Sermon from October 23, 2004

“Keeping the Faith”

Rev. Patricia L. Liberty

Scriptures:

Joel 2:23-32

Psalm 65

Luke 18:9-14

II Timothy 4:6-8, 16-18

A church was looking for a new pastor.  In the box for the search committee was this letter:

“I understand your church is looking for a pastor.  I should like to submit my application.  I am generally considered to be a good preacher.  I have been a leader in most of the places I have served.  I have also found time to do some writing on the side.  I am over fifty years of age (no children), and while my health is not the best,  I still manage to get enough work done to please my congregation. 

As for a reference, I am somewhat handicapped.  I have never served in any place more than three years, and the churches where I have preached have generally been pretty small, even though they were located in rather large cities.  Some places I had to leave because my ministry caused riots and disturbances.  When I stayed, I did not get along too well with other religious leaders in town, which may influence the kind of references these places will send you.  I have also been threatened several times and been physically attacked.  I have gone to jail three or four times for expressing my thoughts.  You will need to know that there are some men who follow me around undermining my work. 
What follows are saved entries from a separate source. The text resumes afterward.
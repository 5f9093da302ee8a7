//! Error types for the IntelliTutor chat core.
//!
//! Every failure the transport can observe is folded into one of a small
//! number of kinds.  Each kind knows which [`ConnectionStatus`] it implies and
//! how to describe itself to the person at the keyboard.

use std::error;
use std::fmt;
use std::sync::Arc;

use crate::types::ConnectionStatus;

/// The main error type for the IntelliTutor chat core.
#[derive(Clone, Debug)]
pub enum Error {
    /// There is no network path to the tutor service.
    Unreachable {
        /// Human-readable error message.
        message: String,
        /// Underlying cause.
        source: Option<Arc<dyn error::Error + Send + Sync>>,
    },

    /// The tutor service answered with a non-2xx status.
    RequestFailed {
        /// HTTP status code.
        status_code: u16,
        /// Body or reason text returned alongside the status.
        message: String,
    },

    /// The tutor service answered 2xx with a body of an unexpected shape.
    MalformedResponse {
        /// Human-readable error message.
        message: String,
        /// The underlying error.
        source: Option<Arc<dyn error::Error + Send + Sync>>,
    },

    /// Uncategorized failure.
    Unknown {
        /// Human-readable error message.
        message: String,
    },

    /// HTTP client error.
    HttpClient {
        /// Human-readable error message.
        message: String,
        /// The underlying error.
        source: Option<Arc<dyn error::Error + Send + Sync>>,
    },

    /// A URL parsing or manipulation error.
    Url {
        /// Human-readable error message.
        message: String,
        /// The underlying error.
        source: Option<url::ParseError>,
    },
}

impl Error {
    /// Creates a new unreachable error.
    pub fn unreachable(
        message: impl Into<String>,
        source: Option<Box<dyn error::Error + Send + Sync>>,
    ) -> Self {
        Error::Unreachable {
            message: message.into(),
            source: source.map(Arc::from),
        }
    }

    /// Creates a new request-failed error.
    pub fn request_failed(status_code: u16, message: impl Into<String>) -> Self {
        Error::RequestFailed {
            status_code,
            message: message.into(),
        }
    }

    /// Creates a new malformed-response error.
    pub fn malformed_response(
        message: impl Into<String>,
        source: Option<Box<dyn error::Error + Send + Sync>>,
    ) -> Self {
        Error::MalformedResponse {
            message: message.into(),
            source: source.map(Arc::from),
        }
    }

    /// Creates a new unknown error.
    pub fn unknown(message: impl Into<String>) -> Self {
        Error::Unknown {
            message: message.into(),
        }
    }

    /// Creates a new HTTP client error.
    pub fn http_client(
        message: impl Into<String>,
        source: Option<Box<dyn error::Error + Send + Sync>>,
    ) -> Self {
        Error::HttpClient {
            message: message.into(),
            source: source.map(Arc::from),
        }
    }

    /// Creates a new URL error.
    pub fn url(message: impl Into<String>, source: Option<url::ParseError>) -> Self {
        Error::Url {
            message: message.into(),
            source,
        }
    }

    /// Returns true if the tutor service could not be reached.
    pub fn is_unreachable(&self) -> bool {
        matches!(self, Error::Unreachable { .. })
    }

    /// Returns true if the tutor service answered with an error status.
    pub fn is_request_failed(&self) -> bool {
        matches!(self, Error::RequestFailed { .. })
    }

    /// Returns true if the response body had an unexpected shape.
    pub fn is_malformed_response(&self) -> bool {
        matches!(self, Error::MalformedResponse { .. })
    }

    /// Returns true if this error is uncategorized.
    pub fn is_unknown(&self) -> bool {
        matches!(self, Error::Unknown { .. })
    }

    /// Returns true if the server reported a failure on its side (5xx).
    ///
    /// Gateways in front of the tutor service answer 502-504 while it is
    /// waking up, so these are worth retrying by hand.
    pub fn is_server_error(&self) -> bool {
        matches!(self, Error::RequestFailed { status_code, .. } if (500..=599).contains(status_code))
    }

    /// Returns the status code associated with this error, if any.
    pub fn status_code(&self) -> Option<u16> {
        match self {
            Error::RequestFailed { status_code, .. } => Some(*status_code),
            _ => None,
        }
    }

    /// Returns the message text carried by this error.
    pub fn message(&self) -> &str {
        match self {
            Error::Unreachable { message, .. }
            | Error::RequestFailed { message, .. }
            | Error::MalformedResponse { message, .. }
            | Error::Unknown { message }
            | Error::HttpClient { message, .. }
            | Error::Url { message, .. } => message,
        }
    }

    /// Best-effort check for a cross-origin (CORS) rejection.
    ///
    /// Transports rarely surface CORS distinctly from other network failures,
    /// so this only looks at the message text and may miss real cases.
    pub fn mentions_cross_origin(&self) -> bool {
        let message = self.message().to_ascii_lowercase();
        message.contains("cors") || message.contains("cross-origin")
    }

    /// The connection status implied by this error.
    pub fn connection_status(&self) -> ConnectionStatus {
        match self {
            Error::Unreachable { .. } => ConnectionStatus::Offline,
            // A 2xx with a surprising body still proves the service is up.
            Error::MalformedResponse { .. } => ConnectionStatus::Online,
            _ => ConnectionStatus::Error,
        }
    }

    /// Text shown inline in the conversation when a send fails.
    pub fn user_message(&self) -> String {
        let base = match self {
            Error::Unreachable { .. } => {
                "I can't reach the tutor service right now. Please check your internet \
                 connection and try again."
                    .to_string()
            }
            Error::RequestFailed { status_code, .. } if self.is_server_error() => format!(
                "The tutor service is having trouble on its end (HTTP {status_code}). \
                 It may be starting up; please try again in a moment."
            ),
            Error::RequestFailed { status_code, .. } => {
                format!("The tutor service rejected the request (HTTP {status_code}).")
            }
            Error::MalformedResponse { message, .. } => {
                format!("The tutor sent a response I couldn't read: {message}")
            }
            Error::Unknown { message } => message.clone(),
            Error::HttpClient { message, .. } | Error::Url { message, .. } => {
                format!("Sorry, I encountered an error: {message}")
            }
        };
        if self.mentions_cross_origin() {
            format!("{base} The service may be refusing cross-origin requests.")
        } else {
            base
        }
    }

    /// Short text for the error toast that accompanies a failed send.
    pub fn toast_text(&self) -> &'static str {
        match self {
            Error::Unreachable { .. } => "You appear to be offline",
            Error::RequestFailed { .. } if self.is_server_error() => "Tutor service unavailable",
            Error::RequestFailed { .. } => "Request rejected by the tutor service",
            _ => "Something went wrong",
        }
    }
}

impl fmt::Display for Error {
    fn fmt(&self, f: &mut fmt::Formatter<'_>) -> fmt::Result {
        match self {
            Error::Unreachable { message, .. } => {
                write!(f, "Service unreachable: {message}")
            }
            Error::RequestFailed {
                status_code,
                message,
            } => {
                if message.is_empty() {
                    write!(f, "Request failed with status {status_code}")
                } else {
                    write!(f, "Request failed with status {status_code}: {message}")
                }
            }
            Error::MalformedResponse { message, .. } => {
                write!(f, "Malformed response: {message}")
            }
            Error::Unknown { message } => {
                write!(f, "Unknown error: {message}")
            }
            Error::HttpClient { message, .. } => {
                write!(f, "HTTP client error: {message}")
            }
            Error::Url { message, .. } => {
                write!(f, "URL error: {message}")
            }
        }
    }
}

impl error::Error for Error {
    fn source(&self) -> Option<&(dyn error::Error + 'static)> {
        match self {
            Error::Unreachable { source, .. } => source
                .as_ref()
                .map(|e| e.as_ref() as &(dyn error::Error + 'static)),
            Error::MalformedResponse { source, .. } => source
                .as_ref()
                .map(|e| e.as_ref() as &(dyn error::Error + 'static)),
            Error::HttpClient { source, .. } => source
                .as_ref()
                .map(|e| e.as_ref() as &(dyn error::Error + 'static)),
            Error::Url { source, .. } => {
                source.as_ref().map(|e| e as &(dyn error::Error + 'static))
            }
            _ => None,
        }
    }
}

impl From<serde_json::Error> for Error {
    fn from(err: serde_json::Error) -> Self {
        Error::malformed_response(format!("JSON error: {err}"), Some(Box::new(err)))
    }
}

impl From<url::ParseError> for Error {
    fn from(err: url::ParseError) -> Self {
        Error::url(format!("URL parse error: {err}"), Some(err))
    }
}

/// A specialized Result type for IntelliTutor operations.
pub type Result<T> = std::result::Result<T, Error>;

#[cfg(test)]
mod tests {
    use super::*;

    #[test]
    fn unreachable_maps_to_offline() {
        let err = Error::unreachable("connection refused", None);
        assert!(err.is_unreachable());
        assert_eq!(err.connection_status(), ConnectionStatus::Offline);
        assert!(err.user_message().contains("internet connection"));
        assert_eq!(err.toast_text(), "You appear to be offline");
    }

    #[test]
    fn server_errors_are_transient() {
        let err = Error::request_failed(503, "Service Unavailable");
        assert!(err.is_request_failed());
        assert!(err.is_server_error());
        assert_eq!(err.status_code(), Some(503));
        assert_eq!(err.connection_status(), ConnectionStatus::Error);
        assert!(err.user_message().contains("HTTP 503"));
        assert!(err.user_message().contains("try again"));
    }

    #[test]
    fn client_errors_are_rejections() {
        let err = Error::request_failed(422, "");
        assert!(!err.is_server_error());
        assert_eq!(
            err.user_message(),
            "The tutor service rejected the request (HTTP 422)."
        );
        assert_eq!(err.to_string(), "Request failed with status 422");
    }

    #[test]
    fn unknown_uses_raw_message() {
        let err = Error::unknown("stream ended early");
        assert_eq!(err.user_message(), "stream ended early");
        assert_eq!(err.connection_status(), ConnectionStatus::Error);
        assert_eq!(err.to_string(), "Unknown error: stream ended early");
    }

    #[test]
    fn cross_origin_hint() {
        let err = Error::unknown("blocked by CORS policy");
        assert!(err.mentions_cross_origin());
        assert!(err.user_message().ends_with("cross-origin requests."));

        let err = Error::unreachable("connection refused", None);
        assert!(!err.mentions_cross_origin());
    }

    #[test]
    fn malformed_response_keeps_service_online() {
        let err: Error = serde_json::from_str::<serde_json::Value>("{")
            .unwrap_err()
            .into();
        assert!(err.is_malformed_response());
        assert_eq!(err.connection_status(), ConnectionStatus::Online);
        assert!(error::Error::source(&err).is_some());
    }

    #[test]
    fn url_errors_convert() {
        let err: Error = url::Url::parse("not a url").unwrap_err().into();
        assert!(matches!(err, Error::Url { source: Some(_), .. }));
        assert!(err.to_string().starts_with("URL error:"));
    }
}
Still, I feel sure I can bring vitality to your church.  If you can use me, I should be pleased to be considered.   I would appreciate hearing your reply soon, as I am currently under house arrest and believe my release could be secured more easily if I could assure the authorities that I have a job.”

The committee was dismayed that anyone would think that their church would desire such a minister.  A trouble-making, absent-minded, ex-jailbird could not possibly be an effective pastor let alone be accepted by the community.  “What was his name?”  they asked.  The chair of the committee said,  “The letter is simply signed, ‘Paul’”.
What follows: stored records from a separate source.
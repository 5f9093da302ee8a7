//! Serde helpers for message timestamps.
//!
//! Timestamps are written as RFC 3339 strings.  Browser front ends tend to
//! hand back `Date.now()` values, so integer unix milliseconds are accepted
//! on the way in as well.

use serde::{Deserialize, Deserializer, Serializer};
use time::OffsetDateTime;
use time::format_description::well_known::Rfc3339;

#[derive(Deserialize)]
#[serde(untagged)]
enum Timestamp {
    Text(String),
    Millis(i64),
}

/// Deserialize an RFC 3339 string or unix milliseconds into an OffsetDateTime
pub fn deserialize<'de, D>(deserializer: D) -> Result<OffsetDateTime, D::Error>
where
    D: Deserializer<'de>,
{
    match Timestamp::deserialize(deserializer)? {
        Timestamp::Text(s) => OffsetDateTime::parse(&s, &Rfc3339).map_err(serde::de::Error::custom),
        Timestamp::Millis(ms) => {
            OffsetDateTime::from_unix_timestamp_nanos(i128::from(ms) * 1_000_000)
                .map_err(serde::de::Error::custom)
        }
    }
}

/// Serialize an OffsetDateTime into an RFC 3339 formatted string
pub fn serialize<S>(datetime: &OffsetDateTime, serializer: S) -> Result<S::Ok, S::Error>
where
    S: Serializer,
{
    let s = datetime
        .format(&Rfc3339)
        .map_err(serde::ser::Error::custom)?;
    serializer.serialize_str(&s)
}

#[cfg(test)]
mod tests {
    use serde::{Deserialize, Serialize};
    use time::OffsetDateTime;
    use time::macros::datetime;

    #[derive(Debug, Serialize, Deserialize)]
    struct Stamped {
        #[serde(with = "super")]
        at: OffsetDateTime,
    }

    #[test]
    fn accepts_rfc3339() {
        let stamped: Stamped = serde_json::from_str(r#"{"at":"2024-03-01T12:30:00Z"}"#).unwrap();
        assert_eq!(stamped.at, datetime!(2024-03-01 12:30:00 UTC));
    }

    #[test]
    fn accepts_unix_millis() {
        let stamped: Stamped = serde_json::from_str(r#"{"at":1709296200000}"#).unwrap();
        assert_eq!(stamped.at, datetime!(2024-03-01 12:30:00 UTC));
    }

    #[test]
    fn writes_rfc3339() {
        let stamped = Stamped {
            at: datetime!(2024-03-01 12:30:00 UTC),
        };
        assert_eq!(
            serde_json::to_string(&stamped).unwrap(),
            r#"{"at":"2024-03-01T12:30:00Z"}"#
        );
    }
}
It would be a stretch for most search committees today to consider Paul for a leadership position.  He was a complicated, enigmatic kind of character who made enemies just about everywhere he went.  His beginnings with Christianity were less than stellar.  You may remember Paul spent much of his early life ratting out Christians to the authorities.  It wasn’t until God knocked him for a loop and finally got his attention that he changed his tune and became one of Jesus’ biggest fans.
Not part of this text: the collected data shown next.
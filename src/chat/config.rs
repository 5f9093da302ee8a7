//! Configuration types for the chat application.
//!
//! This module provides CLI argument parsing via `arrrg` and configuration
//! structures for controlling chat behavior.

use std::time::Duration;

use arrrg_derive::CommandLine;

use crate::client::DEFAULT_ORIGIN;

/// Label sent as `user_id` when none is configured.
pub const DEFAULT_USER_ID: &str = "intellitutor-cli";

/// Command-line arguments for the intellitutor-chat tool.
#[derive(CommandLine, Debug, Default, PartialEq, Eq)]
pub struct ChatArgs {
    /// Origin of the tutor service.
    #[arrrg(optional, "Tutor service origin (default: https://tutor-app-adk.onrender.com)", "URL")]
    pub origin: Option<String>,

    /// Label identifying this client to the service.
    #[arrrg(optional, "User label sent with each message (default: intellitutor-cli)", "ID")]
    pub user_id: Option<String>,

    /// Per-request timeout.
    #[arrrg(optional, "Request timeout in seconds (default: none)", "SECONDS")]
    pub timeout_secs: Option<u64>,

    /// Disable ANSI colors and styles.
    #[arrrg(flag, "Disable ANSI colors/styles")]
    pub no_color: bool,

    /// Skip the health probe at startup.
    #[arrrg(flag, "Do not probe /health at startup")]
    pub skip_health_check: bool,
}

/// Configuration for a chat session.
///
/// This struct holds the resolved configuration values after processing
/// command-line arguments with appropriate defaults.
#[derive(Debug, Clone, PartialEq, Eq)]
pub struct ChatConfig {
    /// Origin of the tutor service.
    pub origin: String,

    /// Label sent as `user_id`; `None` omits the field.
    pub user_id: Option<String>,

    /// Per-request timeout; `None` leaves the transport's defaults alone.
    pub timeout: Option<Duration>,

    /// Whether to use ANSI colors and styles in output.
    pub use_color: bool,

    /// Whether to probe the health endpoint at startup.
    pub health_check: bool,
}

impl ChatConfig {
    /// Creates a new ChatConfig with default values.
    ///
    /// Defaults:
    /// - Origin: the hosted tutor service
    /// - User id: intellitutor-cli
    /// - Timeout: none
    /// - Color: enabled
    /// - Health check: enabled
    pub fn new() -> Self {
        Self {
            origin: DEFAULT_ORIGIN.to_string(),
            user_id: Some(DEFAULT_USER_ID.to_string()),
            timeout: None,
            use_color: true,
            health_check: true,
        }
    }

    /// Sets the service origin.
    pub fn with_origin(mut self, origin: impl Into<String>) -> Self {
        self.origin = origin.into();
        self
    }

    /// Sets or clears the user label.
    pub fn with_user_id(mut self, user_id: Option<String>) -> Self {
        self.user_id = user_id;
        self
    }

    /// Sets or clears the request timeout.
    pub fn with_timeout(mut self, timeout: Option<Duration>) -> Self {
        self.timeout = timeout;
        self
    }

    /// Disables ANSI color output.
    pub fn without_color(mut self) -> Self {
        self.use_color = false;
        self
    }

    /// Sets whether to probe the service at startup.
    pub fn with_health_check(mut self, enabled: bool) -> Self {
        self.health_check = enabled;
        self
    }
}

impl Default for ChatConfig {
    fn default() -> Self {
        Self::new()
    }
}

impl From<ChatArgs> for ChatConfig {
    fn from(args: ChatArgs) -> Self {
        let defaults = ChatConfig::new();
        ChatConfig {
            origin: args.origin.unwrap_or(defaults.origin),
            user_id: args.user_id.or(defaults.user_id),
            timeout: args.timeout_secs.map(Duration::from_secs),
            use_color: !args.no_color,
            health_check: !args.skip_health_check,
        }
    }
}

#[cfg(test)]
mod tests {
    use super::*;

    #[test]
    fn default_config() {
        let config = ChatConfig::new();
        assert_eq!(config.origin, DEFAULT_ORIGIN);
        assert_eq!(config.user_id.as_deref(), Some(DEFAULT_USER_ID));
        assert!(config.timeout.is_none());
        assert!(config.use_color);
        assert!(config.health_check);
    }

    #[test]
    fn config_from_args_defaults() {
        let args = ChatArgs::default();
        let config = ChatConfig::from(args);
        assert_eq!(config, ChatConfig::new());
    }

    #[test]
    fn config_from_args_custom() {
        let args = ChatArgs {
            origin: Some("http://localhost:8000".to_string()),
            user_id: Some("student-7".to_string()),
            timeout_secs: Some(45),
            no_color: true,
            skip_health_check: true,
        };
        let config = ChatConfig::from(args);
        assert_eq!(config.origin, "http://localhost:8000");
        assert_eq!(config.user_id.as_deref(), Some("student-7"));
        assert_eq!(config.timeout, Some(Duration::from_secs(45)));
        assert!(!config.use_color);
        assert!(!config.health_check);
    }

    #[test]
    fn config_builder_pattern() {
        let config = ChatConfig::new()
            .with_origin("http://127.0.0.1:9000/tutor")
            .with_user_id(None)
            .with_timeout(Some(Duration::from_secs(10)))
            .without_color()
            .with_health_check(false);

        assert_eq!(config.origin, "http://127.0.0.1:9000/tutor");
        assert!(config.user_id.is_none());
        assert_eq!(config.timeout, Some(Duration::from_secs(10)));
        assert!(!config.use_color);
        assert!(!config.health_check);
    }
}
Still, it wasn’t easy for Paul … convincing people he really had changed his tune was a tough sell for a while, but, eventually, Paul’s authentic faith and true conversion became apparent to the early church.

Now, as he nears the end of his life, he is reflecting on his life and giving some final words of advice to his young friend Timothy.  And he says:  “I have fought the good fight.  I don’t know about you, but it’s not an image of Christianity that immediately inspires.  Anyone who’s been in the midst of church fight, or any other kind of fight for that matter, knows that it’s not the kind of thing that most people seek out for sport.” 

But Paul is careful to specify, the good fight, not just any fight, but the good fight.  Here’s the difference:  A garden-variety fight is about us being right; the good fight is about God being right.  So much of what we fight about is of little consequence, if any at all.

One of the churches in my past had a perennial fight about the communion cloth.  It was linen with about a zillion threads per square inch and needed a steamroller to get the wrinkles out. 

Each month at the Deacons’ meeting the proper way to get the wrinkles out was discussed and occasionally cussed.  Pages of instructions were generated for those who tended the cloth, complete with competing strategies.  “Iron it when it is dry.”  “Iron it when it is damp.”  “Use spray starch.”  “Use liquid starch.”  I’m not making this up. They about flipped when I asked if had ever occurred to them that perhaps God really didn’t care about the communion cloth.  Apparently it had not.

Churches, couples, companies, friends, nations—wherever people come together there are power struggles, arguments and fights.  The good fight is what matters at the end of the day or the end of our days.  The good fight is about the right people getting mad at the right stuff at the right time for the right reason. 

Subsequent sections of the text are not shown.